# Work to complete
What's wanted is the full listing, reproduced exactly.

# Provided data

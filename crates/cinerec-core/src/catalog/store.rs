//! Column-oriented persistence for the catalog
//!
//! One artifact per logical table: raw movie records, secondary metadata,
//! and the derived tag corpus. Reloading the tables skips re-deriving the
//! corpus when nothing changed.

use std::path::{Path, PathBuf};

use super::{Catalog, MovieDetails, MovieRecord};
use crate::artifact;
use crate::corpus::TagCorpus;
use crate::error::Result;

pub const MOVIES_TABLE: &str = "movies.json";
pub const DETAILS_TABLE: &str = "movie_details.json";
pub const CORPUS_TABLE: &str = "tag_corpus.json";

/// Disk-backed catalog tables rooted at a data directory
#[derive(Debug)]
pub struct CatalogStore {
    dir: PathBuf,
}

impl CatalogStore {
    pub fn new(dir: impl Into<PathBuf>) -> Self {
        CatalogStore { dir: dir.into() }
    }

    pub fn dir(&self) -> &Path {
        &self.dir
    }

    /// Persist catalog tables and the derived corpus
    pub fn save(&self, catalog: &Catalog, corpus: &TagCorpus) -> Result<()> {
        let (records, details) = catalog.tables();
        artifact::write_json_atomic(&self.dir.join(MOVIES_TABLE), &records)?;
        artifact::write_json_atomic(&self.dir.join(DETAILS_TABLE), &details)?;
        artifact::write_json_atomic(&self.dir.join(CORPUS_TABLE), corpus)?;
        tracing::debug!(dir = %self.dir.display(), rows = catalog.len(), "saved catalog tables");
        Ok(())
    }

    /// Reload the catalog; missing tables are fatal
    pub fn load_catalog(&self) -> Result<Catalog> {
        let records: Vec<MovieRecord> =
            artifact::read_json_required(&self.dir.join(MOVIES_TABLE))?;
        let details: Vec<MovieDetails> =
            artifact::read_json_required(&self.dir.join(DETAILS_TABLE))?;
        Ok(Catalog::new(records, details))
    }

    /// Reload the derived tag corpus; missing table is fatal
    pub fn load_corpus(&self) -> Result<TagCorpus> {
        artifact::read_json_required(&self.dir.join(CORPUS_TABLE))
    }
}

#[cfg(test)]
mod tests {
    use super::*;
    use crate::catalog::test_record;
    use crate::corpus;

    #[test]
    fn test_catalog_round_trip() {
        let dir = tempfile::tempdir().unwrap();
        let store = CatalogStore::new(dir.path());

        let records = vec![
            test_record(1, "First", "a space adventure"),
            test_record(2, "Second", "a quiet dinner"),
        ];
        let details = vec![MovieDetails::default(), MovieDetails::default()];
        let catalog = Catalog::new(records, details);
        let tag_corpus = corpus::build_corpus(&catalog);

        store.save(&catalog, &tag_corpus).unwrap();

        let reloaded = store.load_catalog().unwrap();
        assert_eq!(reloaded.len(), 2);
        assert_eq!(reloaded.records(), catalog.records());

        let reloaded_corpus = store.load_corpus().unwrap();
        assert_eq!(reloaded_corpus, tag_corpus);
    }

    #[test]
    fn test_missing_tables_fatal() {
        let dir = tempfile::tempdir().unwrap();
        let store = CatalogStore::new(dir.path());
        assert!(store.load_catalog().is_err());
        assert!(store.load_corpus().is_err());
    }
}
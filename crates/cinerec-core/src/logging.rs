use tracing_subscriber::{fmt, prelude::*, EnvFilter};

/// Initialize structured logging based on CLI arguments
pub fn init_tracing(
    verbose: bool,
    log_level: Option<&str>,
    log_json: bool,
) -> Result<(), Box<dyn std::error::Error>> {
    // Determine log level from CLI arguments
    let level = match (verbose, log_level) {
        (true, None) => "cinerec=debug",
        (false, None) => "cinerec=warn",
        (_, Some(level)) => return init_with_level(level, log_json),
    };

    init_with_level(level, log_json)
}

fn init_with_level(level: &str, log_json: bool) -> Result<(), Box<dyn std::error::Error>> {
    // Support CINEREC_LOG environment variable override
    let filter = EnvFilter::try_from_default_env()
        .or_else(|_| EnvFilter::try_from_env("CINEREC_LOG"))
        .unwrap_or_else(|_| {
            EnvFilter::new(if level.contains('=') {
                level.to_string()
            } else {
                format!("cinerec={}", level)
            })
        });

    let registry = tracing_subscriber::registry().with(filter);

    if log_json {
        registry
            .with(
                fmt::layer()
                    .json()
                    .with_writer(std::io::stderr)
                    .with_ansi(false)
                    .with_span_events(
                        tracing_subscriber::fmt::format::FmtSpan::NEW
                            | tracing_subscriber::fmt::format::FmtSpan::CLOSE,
                    ),
            )
            .try_init()?;
    } else {
        registry
            .with(
                fmt::layer()
                    .compact()
                    .with_target(false)
                    .with_writer(std::io::stderr)
                    .with_ansi(false),
            )
            .try_init()?;
    }

    Ok(())
}
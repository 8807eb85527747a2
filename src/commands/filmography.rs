//! `cinerec filmography` command - cross-reference a person's filmography
//!
//! Titles from the provider feed are loosely formatted; each one is resolved
//! against the catalog so the caller knows which entries it can recommend
//! from.

use cinerec_core::catalog::store::CatalogStore;
use cinerec_core::error::Result;
use cinerec_core::format::OutputFormat;
use cinerec_core::resolve::resolve_title;

use crate::cli::Cli;
use crate::commands;

pub fn execute(cli: &Cli, person_id: i64) -> Result<()> {
    let store = CatalogStore::new(&cli.data_dir);
    let catalog = store.load_catalog()?;

    let provider = commands::provider();
    let (profile_url, biography) = provider.fetch_person(person_id);
    let entries = provider.fetch_filmography(person_id);

    match cli.format {
        OutputFormat::Json => {
            let movies: Vec<_> = entries
                .iter()
                .map(|entry| {
                    serde_json::json!({
                        "title": entry.title,
                        "poster_url": entry.poster_url,
                        "catalog_title": resolve_title(&entry.title, &catalog),
                    })
                })
                .collect();
            println!(
                "{}",
                serde_json::json!({
                    "person_id": person_id,
                    "profile_url": profile_url,
                    "biography": biography,
                    "movies": movies,
                })
            );
        }
        OutputFormat::Human => {
            if !biography.is_empty() {
                println!("{}\n", biography);
            }
            if entries.is_empty() {
                if !cli.quiet {
                    eprintln!("no filmography for person {}", person_id);
                }
                return Ok(());
            }
            for entry in &entries {
                match resolve_title(&entry.title, &catalog) {
                    Some(canonical) => println!("{} -> {}", entry.title, canonical),
                    None => println!("{} (not in catalog)", entry.title),
                }
            }
        }
    }

    Ok(())
}
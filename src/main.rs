//! Cinerec - content-based movie recommendation CLI
//!
//! Recommends movies similar to a seed title by comparing textual metadata
//! (plot, genres, cast, crew, keywords) via cached cosine-similarity
//! matrices over a bag-of-words tag corpus.

mod cli;
mod commands;

use std::process::ExitCode;
use std::time::Instant;

use clap::Parser;

use cinerec_core::error::ExitCode as CinerecExitCode;
use cinerec_core::format::OutputFormat;
use cinerec_core::logging;

use cli::Cli;

fn main() -> ExitCode {
    let start = Instant::now();
    let cli = Cli::parse();

    // Initialize structured logging
    if let Err(e) = logging::init_tracing(cli.verbose, cli.log_level.as_deref(), cli.log_json) {
        // If tracing initialization fails, fall back to stderr
        eprintln!("Warning: Failed to initialize logging: {}", e);
    }

    tracing::debug!(elapsed = ?start.elapsed(), "parse_args");

    match commands::dispatch::run(&cli) {
        Ok(()) => ExitCode::from(CinerecExitCode::Success as u8),
        Err(e) => {
            let exit_code = e.exit_code();

            if cli.format == OutputFormat::Json {
                eprintln!("{}", e.to_json());
            } else if !cli.quiet {
                eprintln!("error: {}", e);
            }

            ExitCode::from(exit_code as u8)
        }
    }
}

# Solution for this task
filename crates/cinerec-core/src/catalog/store.rs
//! Column-oriented persistence for the catalog
//!
//! One artifact per logical table: raw movie records, secondary metadata,
//! and the derived tag corpus. Reloading the tables skips re-deriving the
//! corpus when nothing changed.

use std::path::{Path, PathBuf};

use super::{Catalog, MovieDetails, MovieRecord};
use crate::artifact;
use crate::corpus::TagCorpus;
use crate::error::Result;

pub const MOVIES_TABLE: &str = "movies.json";
pub const DETAILS_TABLE: &str = "movie_details.json";
pub const CORPUS_TABLE: &str = "tag_corpus.json";

/// Disk-backed catalog tables rooted at a data directory
#[derive(Debug)]
pub struct CatalogStore {
    dir: PathBuf,
}

impl CatalogStore {
    pub fn new(dir: impl Into<PathBuf>) -> Self {
        CatalogStore { dir: dir.into() }
    }

    pub fn dir(&self) -> &Path {
        &self.dir
    }

    /// Persist catalog tables and the derived corpus
    pub fn save(&self, catalog: &Catalog, corpus: &TagCorpus) -> Result<()> {
        let (records, details) = catalog.tables();
        artifact::write_json_atomic(&self.dir.join(MOVIES_TABLE), &records)?;
        artifact::write_json_atomic(&self.dir.join(DETAILS_TABLE), &details)?;
        artifact::write_json_atomic(&self.dir.join(CORPUS_TABLE), corpus)?;
        tracing::debug!(dir = %self.dir.display(), rows = catalog.len(), "saved catalog tables");
        Ok(())
    }

    /// Reload the catalog; missing tables are fatal
    pub fn load_catalog(&self) -> Result<Catalog> {
        let records: Vec<MovieRecord> =
            artifact::read_json_required(&self.dir.join(MOVIES_TABLE))?;
        let details: Vec<MovieDetails> =
            artifact::read_json_required(&self.dir.join(DETAILS_TABLE))?;
        Ok(Catalog::new(records, details))
    }

    /// Reload the derived tag corpus; missing table is fatal
    pub fn load_corpus(&self) -> Result<TagCorpus> {
        artifact::read_json_required(&self.dir.join(CORPUS_TABLE))
    }
}

#[cfg(test)]
mod tests {
    use super::*;
    use crate::catalog::test_record;
    use crate::corpus;

    #[test]
    fn test_catalog_round_trip() {
        let dir = tempfile::tempdir().unwrap();
        let store = CatalogStore::new(dir.path());

        let records = vec![
            test_record(1, "First", "a space adventure"),
            test_record(2, "Second", "a quiet dinner"),
        ];
        let details = vec![MovieDetails::default(), MovieDetails::default()];
        let catalog = Catalog::new(records, details);
        let tag_corpus = corpus::build_corpus(&catalog);

        store.save(&catalog, &tag_corpus).unwrap();

        let reloaded = store.load_catalog().unwrap();
        assert_eq!(reloaded.len(), 2);
        assert_eq!(reloaded.records(), catalog.records());

        let reloaded_corpus = store.load_corpus().unwrap();
        assert_eq!(reloaded_corpus, tag_corpus);
    }

    #[test]
    fn test_missing_tables_fatal() {
        let dir = tempfile::tempdir().unwrap();
        let store = CatalogStore::new(dir.path());
        assert!(store.load_catalog().is_err());
        assert!(store.load_corpus().is_err());
    }
}
filename crates/cinerec-core/src/logging.rs
use tracing_subscriber::{fmt, prelude::*, EnvFilter};

/// Initialize structured logging based on CLI arguments
pub fn init_tracing(
    verbose: bool,
    log_level: Option<&str>,
    log_json: bool,
) -> Result<(), Box<dyn std::error::Error>> {
    // Determine log level from CLI arguments
    let level = match (verbose, log_level) {
        (true, None) => "cinerec=debug",
        (false, None) => "cinerec=warn",
        (_, Some(level)) => return init_with_level(level, log_json),
    };

    init_with_level(level, log_json)
}

fn init_with_level(level: &str, log_json: bool) -> Result<(), Box<dyn std::error::Error>> {
    // Support CINEREC_LOG environment variable override
    let filter = EnvFilter::try_from_default_env()
        .or_else(|_| EnvFilter::try_from_env("CINEREC_LOG"))
        .unwrap_or_else(|_| {
            EnvFilter::new(if level.contains('=') {
                level.to_string()
            } else {
                format!("cinerec={}", level)
            })
        });

    let registry = tracing_subscriber::registry().with(filter);

    if log_json {
        registry
            .with(
                fmt::layer()
                    .json()
                    .with_writer(std::io::stderr)
                    .with_ansi(false)
                    .with_span_events(
                        tracing_subscriber::fmt::format::FmtSpan::NEW
                            | tracing_subscriber::fmt::format::FmtSpan::CLOSE,
                    ),
            )
            .try_init()?;
    } else {
        registry
            .with(
                fmt::layer()
                    .compact()
                    .with_target(false)
                    .with_writer(std::io::stderr)
                    .with_ansi(false),
            )
            .try_init()?;
    }

    Ok(())
}
repository 8807eb85527747a2
filename src/commands/filmography.rs
//! `cinerec filmography` command - cross-reference a person's filmography
//!
//! Titles from the provider feed are loosely formatted; each one is resolved
//! against the catalog so the caller knows which entries it can recommend
//! from.

use cinerec_core::catalog::store::CatalogStore;
use cinerec_core::error::Result;
use cinerec_core::format::OutputFormat;
use cinerec_core::resolve::resolve_title;

use crate::cli::Cli;
use crate::commands;

pub fn execute(cli: &Cli, person_id: i64) -> Result<()> {
    let store = CatalogStore::new(&cli.data_dir);
    let catalog = store.load_catalog()?;

    let provider = commands::provider();
    let (profile_url, biography) = provider.fetch_person(person_id);
    let entries = provider.fetch_filmography(person_id);

    match cli.format {
        OutputFormat::Json => {
            let movies: Vec<_> = entries
                .iter()
                .map(|entry| {
                    serde_json::json!({
                        "title": entry.title,
                        "poster_url": entry.poster_url,
                        "catalog_title": resolve_title(&entry.title, &catalog),
                    })
                })
                .collect();
            println!(
                "{}",
                serde_json::json!({
                    "person_id": person_id,
                    "profile_url": profile_url,
                    "biography": biography,
                    "movies": movies,
                })
            );
        }
        OutputFormat::Human => {
            if !biography.is_empty() {
                println!("{}\n", biography);
            }
            if entries.is_empty() {
                if !cli.quiet {
                    eprintln!("no filmography for person {}", person_id);
                }
                return Ok(());
            }
            for entry in &entries {
                match resolve_title(&entry.title, &catalog) {
                    Some(canonical) => println!("{} -> {}", entry.title, canonical),
                    None => println!("{} (not in catalog)", entry.title),
                }
            }
        }
    }

    Ok(())
}
filename src/main.rs
//! Cinerec - content-based movie recommendation CLI
//!
//! Recommends movies similar to a seed title by comparing textual metadata
//! (plot, genres, cast, crew, keywords) via cached cosine-similarity
//! matrices over a bag-of-words tag corpus.

mod cli;
mod commands;

use std::process::ExitCode;
use std::time::Instant;

use clap::Parser;

use cinerec_core::error::ExitCode as CinerecExitCode;
use cinerec_core::format::OutputFormat;
use cinerec_core::logging;

use cli::Cli;

fn main() -> ExitCode {
    let start = Instant::now();
    let cli = Cli::parse();

    // Initialize structured logging
    if let Err(e) = logging::init_tracing(cli.verbose, cli.log_level.as_deref(), cli.log_json) {
        // If tracing initialization fails, fall back to stderr
        eprintln!("Warning: Failed to initialize logging: {}", e);
    }

    tracing::debug!(elapsed = ?start.elapsed(), "parse_args");

    match commands::dispatch::run(&cli) {
        Ok(()) => ExitCode::from(CinerecExitCode::Success as u8),
        Err(e) => {
            let exit_code = e.exit_code();

            if cli.format == OutputFormat::Json {
                eprintln!("{}", e.to_json());
            } else if !cli.quiet {
                eprintln!("error: {}", e);
            }

            ExitCode::from(exit_code as u8)
        }
    }
}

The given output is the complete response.